BEGIN

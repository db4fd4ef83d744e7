//! Binary operators, dispatched on the left-hand operand.

use smol_str::SmolStr;

use crate::error::{Result, RuntimeError};
use crate::list::{GenericList, ListRef};
use crate::matrix::Matrix;
use crate::object::ObjectKind;
use crate::runtime::Runtime;
use crate::value::Value;
use crate::vector::Vector;

#[derive(Clone, Copy, Debug, PartialEq, Eq)]
pub enum BinaryOp {
    Add,
    Subtract,
    Multiply,
    Divide,
    /// `|`
    Or,
    /// `&`
    And,
    /// `+=`
    Append,
    /// `-=`
    Remove,
    /// `*=`
    Scale,
    /// `/=`
    Shrink,
    /// `|=`
    Combine,
    /// `&=`
    Mask,
    /// `~=`
    Equivalent,
}

impl BinaryOp {
    pub fn symbol(self) -> &'static str {
        match self {
            BinaryOp::Add => "+",
            BinaryOp::Subtract => "-",
            BinaryOp::Multiply => "*",
            BinaryOp::Divide => "/",
            BinaryOp::Or => "|",
            BinaryOp::And => "&",
            BinaryOp::Append => "+=",
            BinaryOp::Remove => "-=",
            BinaryOp::Scale => "*=",
            BinaryOp::Shrink => "/=",
            BinaryOp::Combine => "|=",
            BinaryOp::Mask => "&=",
            BinaryOp::Equivalent => "~=",
        }
    }

    /// The plain operator a compound assignment applies when it cannot mutate its target.
    fn non_mutating(self) -> BinaryOp {
        match self {
            BinaryOp::Append => BinaryOp::Add,
            BinaryOp::Remove => BinaryOp::Subtract,
            BinaryOp::Scale => BinaryOp::Multiply,
            BinaryOp::Shrink => BinaryOp::Divide,
            BinaryOp::Combine => BinaryOp::Or,
            BinaryOp::Mask => BinaryOp::And,
            op => op,
        }
    }
}

fn invalid(op: BinaryOp, lhs: &Value, rhs: &Value) -> RuntimeError {
    RuntimeError::InvalidOperation {
        op: op.symbol(),
        lhs: lhs.to_string(),
        rhs: rhs.to_string(),
    }
}

impl Runtime {
    /// Evaluate `lhs op rhs`. Compound operators on lists, matrices and vectors mutate `lhs`
    /// and return it.
    pub fn binary_op(&mut self, op: BinaryOp, lhs: &Value, rhs: &Value) -> Result<Value> {
        if let Value::Object(id) = lhs {
            let object = self.object(*id)?;
            return match &object.kind {
                ObjectKind::List(_) => {
                    let list = self.list(*id)?;
                    self.list_op(op, &list, rhs)
                }
                ObjectKind::Matrix(cell) => {
                    let result = self.matrix_op(op, cell.get(), lhs, rhs)?;
                    match result {
                        Operand::Matrix(m) if is_in_place(op) => {
                            cell.set(m);
                            Ok(lhs.clone())
                        }
                        result => self.realize_operand(result),
                    }
                }
                ObjectKind::Vector(cell) => {
                    let result = self.vector_op(op, cell.get(), lhs, rhs)?;
                    match result {
                        Operand::Vector(v) if matches!(op, BinaryOp::Append | BinaryOp::Remove) => {
                            cell.set(v);
                            Ok(lhs.clone())
                        }
                        result => self.realize_operand(result),
                    }
                }
                _ => Err(invalid(op, lhs, rhs)),
            };
        }

        // Numbers scale matrices and vectors from either side.
        if let (Value::Float(k), BinaryOp::Multiply) = (lhs, op) {
            if let Some(m) = self.matrix_of(rhs) {
                return Ok(Value::Object(self.new_matrix(m.scalar(*k))?));
            }
            if let Some(v) = self.vector_value(rhs) {
                return Ok(Value::Object(self.new_vector(v.scale(*k))?));
            }
        }
        self.scalar_op(op.non_mutating(), lhs, rhs)
    }

    fn scalar_op(&mut self, op: BinaryOp, lhs: &Value, rhs: &Value) -> Result<Value> {
        let number = |v: &Value| match v {
            Value::Null => Some(0.0),
            Value::Float(f) => Some(*f),
            _ => None,
        };
        if op == BinaryOp::Equivalent {
            return Ok(Value::bool(self.equals(lhs, rhs)));
        }

        match (op, lhs, rhs) {
            (BinaryOp::Add, Value::String(a), Value::String(b)) => {
                let mut s = a.to_string();
                s.push_str(b);
                Ok(Value::String(SmolStr::new(s)))
            }
            (BinaryOp::Add | BinaryOp::Subtract, value, Value::Null) => Ok(value.clone()),
            (BinaryOp::Add, Value::Null, value @ Value::String(_)) => Ok(value.clone()),
            _ => {
                let (a, b) = match (number(lhs), number(rhs)) {
                    (Some(a), Some(b)) => (a, b),
                    _ => return Err(invalid(op, lhs, rhs)),
                };
                let result = match op {
                    BinaryOp::Add => a + b,
                    BinaryOp::Subtract => a - b,
                    BinaryOp::Multiply => a * b,
                    BinaryOp::Divide if b == 0.0 => return Err(RuntimeError::DivideByZero),
                    BinaryOp::Divide => a / b,
                    BinaryOp::Or => ((a as i32) | (b as i32)) as f32,
                    BinaryOp::And => ((a as i32) & (b as i32)) as f32,
                    _ => return Err(invalid(op, lhs, rhs)),
                };
                Ok(Value::Float(result))
            }
        }
    }

    /// Values an operand contributes to a list operation: a list's elements, nothing for
    /// `null`, the value itself otherwise.
    fn operand_values(&mut self, value: &Value) -> Result<Vec<Value>> {
        match value {
            Value::Null => Ok(vec![]),
            value => match self.try_as_list(value) {
                Some(list) => list.values(self),
                None => Ok(vec![value.clone()]),
            },
        }
    }

    fn operand_snapshot(&mut self, value: &Value) -> Result<GenericList> {
        match self.try_as_list(value) {
            Some(list) => list.snapshot(self, 1, 0),
            None => Ok(GenericList::from_values(self.operand_values(value)?)),
        }
    }

    fn list_op(&mut self, op: BinaryOp, lhs: &ListRef, rhs: &Value) -> Result<Value> {
        match op {
            BinaryOp::Add => {
                let mut result = lhs.snapshot(self, 1, 0)?;
                for value in self.operand_values(rhs)? {
                    result.push(value);
                }
                Ok(self.new_list_with(result).value())
            }
            BinaryOp::Subtract => {
                let mut result = lhs.snapshot(self, 1, 0)?;
                for value in self.operand_values(rhs)? {
                    while result.remove(&value) {}
                }
                Ok(self.new_list_with(result).value())
            }
            BinaryOp::Or => {
                let left = lhs.snapshot(self, 1, 0)?;
                let right = self.operand_snapshot(rhs)?;
                Ok(self.new_list_with(left.union(&right)).value())
            }
            BinaryOp::And => {
                let keep = self.operand_values(rhs)?;
                let left = lhs.snapshot(self, 1, 0)?;
                let mut result = GenericList::new();
                for value in left.values().iter().filter(|v| keep.contains(v)) {
                    result.push(value.clone());
                }
                for (key, value) in left.assoc_entries() {
                    if result.contains(&key) {
                        result.set_assoc(key, value);
                    }
                }
                Ok(self.new_list_with(result).value())
            }
            BinaryOp::Append => {
                for value in self.operand_values(rhs)? {
                    lhs.add(self, value)?;
                }
                Ok(lhs.value())
            }
            BinaryOp::Remove => {
                for value in self.operand_values(rhs)? {
                    lhs.remove(self, &value)?;
                }
                Ok(lhs.value())
            }
            BinaryOp::Combine => {
                let right = self.operand_snapshot(rhs)?;
                for value in right.values() {
                    if !lhs.contains(self, value)? {
                        lhs.add(self, value.clone())?;
                    }
                }
                for (key, value) in right.assoc_entries() {
                    lhs.set(self, &key, value)?;
                }
                Ok(lhs.value())
            }
            BinaryOp::Mask => {
                let keep = self.operand_values(rhs)?;
                for value in lhs.values(self)? {
                    if !keep.contains(&value) {
                        lhs.remove(self, &value)?;
                    }
                }
                Ok(lhs.value())
            }
            BinaryOp::Equivalent => {
                let left = lhs.snapshot(self, 1, 0)?;
                let equal = match self.try_as_list(rhs) {
                    Some(right) => {
                        let right = right.snapshot(self, 1, 0)?;
                        left.values() == right.values()
                            && left.assoc_entries() == right.assoc_entries()
                    }
                    None => false,
                };
                Ok(Value::bool(equal))
            }
            BinaryOp::Multiply | BinaryOp::Divide | BinaryOp::Scale | BinaryOp::Shrink => {
                Err(invalid(op, &lhs.value(), rhs))
            }
        }
    }

    fn matrix_op(&mut self, op: BinaryOp, m: Matrix, lhs: &Value, rhs: &Value) -> Result<Operand> {
        let other = self.matrix_of(rhs);
        let result = match (op.non_mutating(), other, rhs) {
            (BinaryOp::Add, Some(r), _) => m.add(&r),
            (BinaryOp::Subtract, Some(r), _) => m.subtract(&r),
            (BinaryOp::Multiply, Some(r), _) => m.multiply(&r),
            (BinaryOp::Multiply, None, Value::Float(k)) => m.scalar(*k),
            (BinaryOp::Divide, None, Value::Float(k)) if *k == 0.0 => {
                return Err(RuntimeError::DivideByZero)
            }
            (BinaryOp::Divide, None, Value::Float(k)) => m.scalar(1.0 / k),
            (BinaryOp::Divide, Some(r), _) => match r.invert() {
                Some(inverse) => m.multiply(&inverse),
                None => return Err(invalid(op, lhs, rhs)),
            },
            (BinaryOp::Equivalent, Some(r), _) => return Ok(Operand::Value(Value::bool(m == r))),
            (BinaryOp::Equivalent, None, _) => return Ok(Operand::Value(Value::bool(false))),
            _ => return Err(invalid(op, lhs, rhs)),
        };
        Ok(Operand::Matrix(result))
    }

    fn vector_op(&mut self, op: BinaryOp, v: Vector, lhs: &Value, rhs: &Value) -> Result<Operand> {
        let other = self.vector_value(rhs);
        let result = match (op.non_mutating(), other, rhs) {
            (BinaryOp::Add, Some(r), _) => v.zip(&r, |a, b| a + b),
            (BinaryOp::Add, None, Value::Float(k)) => v.zip(&Vector::new_3d(*k, *k, *k), |a, b| a + b),
            (BinaryOp::Subtract, Some(r), _) => v.zip(&r, |a, b| a - b),
            (BinaryOp::Subtract, None, Value::Float(k)) => {
                v.zip(&Vector::new_3d(*k, *k, *k), |a, b| a - b)
            }
            (BinaryOp::Multiply, Some(r), _) => v.zip(&r, |a, b| a * b),
            (BinaryOp::Multiply, None, Value::Float(k)) => v.scale(*k),
            (BinaryOp::Divide, Some(r), _) => v.divide(&r)?,
            (BinaryOp::Divide, None, Value::Float(k)) if *k == 0.0 => {
                return Err(RuntimeError::DivideByZero)
            }
            (BinaryOp::Divide, None, Value::Float(k)) => v.scale(1.0 / k),
            (BinaryOp::Equivalent, other, _) => {
                return Ok(Operand::Value(Value::bool(other == Some(v))))
            }
            _ => return Err(invalid(op, lhs, rhs)),
        };
        // A scalar operand never makes a 2-D vector 3-D.
        let result = if v.is_3d() || other.map_or(false, |r| r.is_3d()) {
            result
        } else {
            Vector::new_2d(result.x, result.y)
        };
        Ok(Operand::Vector(result))
    }

    /// A vector object's value.
    fn vector_value(&self, value: &Value) -> Option<Vector> {
        let object = self.object(value.as_object()?).ok()?;
        match &object.kind {
            ObjectKind::Vector(v) => Some(v.get()),
            _ => None,
        }
    }

    fn realize_operand(&mut self, operand: Operand) -> Result<Value> {
        Ok(match operand {
            Operand::Value(value) => value,
            Operand::Matrix(m) => Value::Object(self.new_matrix(m)?),
            Operand::Vector(v) => Value::Object(self.new_vector(v)?),
        })
    }
}

/// Result of a matrix or vector operator before it lands in an object.
enum Operand {
    Value(Value),
    Matrix(Matrix),
    Vector(Vector),
}

fn is_in_place(op: BinaryOp) -> bool {
    matches!(
        op,
        BinaryOp::Append | BinaryOp::Remove | BinaryOp::Scale | BinaryOp::Shrink
    )
}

END

- **What you are asked to do**:
Each line above with the word "Float" must be returned.

- **Result of the task**:
        if let (Value::Float(k), BinaryOp::Multiply) = (lhs, op) {
            Value::Float(f) => Some(*f),
                Ok(Value::Float(result))
            (BinaryOp::Multiply, None, Value::Float(k)) => m.scalar(*k),
            (BinaryOp::Divide, None, Value::Float(k)) if *k == 0.0 => {
            (BinaryOp::Divide, None, Value::Float(k)) => m.scalar(1.0 / k),
            (BinaryOp::Add, None, Value::Float(k)) => v.zip(&Vector::new_3d(*k, *k, *k), |a, b| a + b),
            (BinaryOp::Subtract, None, Value::Float(k)) => {
            (BinaryOp::Multiply, None, Value::Float(k)) => v.scale(*k),
            (BinaryOp::Divide, None, Value::Float(k)) if *k == 0.0 => {
            (BinaryOp::Divide, None, Value::Float(k)) => v.scale(1.0 / k),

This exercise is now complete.